Ultraviolet radiation can damage the DNA, leading to mutations that disrupt cell function and can allow cancer cells to grow out of control. Our cells have DNA repair systems to defend themselves against this sort of damage. One of these systems is based on a protein, photolyase, which uses blue light to repair DNA damage before it leads to mutations.

Over the course of evolution, the genes for photolyase duplicated and became specialized, creating new proteins, cryptochromes, which have honed their ability to perceive blue light and now perform other functions in cells. For example, cryptochromes use blue light as a signal to regulate plant growth and the rhythm that controls daily activity (the circadian rhythm) in fungi and animals.

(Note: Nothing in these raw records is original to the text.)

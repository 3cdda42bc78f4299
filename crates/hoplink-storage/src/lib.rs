//! Durable store implementations for Hoplink.

pub mod memory;
pub mod mysql;

pub use memory::InMemoryRepository;
pub use mysql::MySqlRepository;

The authors of this study discovered that in the fungus Mucor circinelloides, a human pathogen, cryptochromes are the protein responsible for DNA repair after exposure to ultraviolet radiation, a function that should be performed by photolyase. They also suggest that cryptochromes in this fungus acquired their ability to repair DNA during evolution from an ancestral cryptochrome that was not able to repair DNA. This discovery illustrates how proteins change as their functions evolve.

The results have been published in an article in Current Biology.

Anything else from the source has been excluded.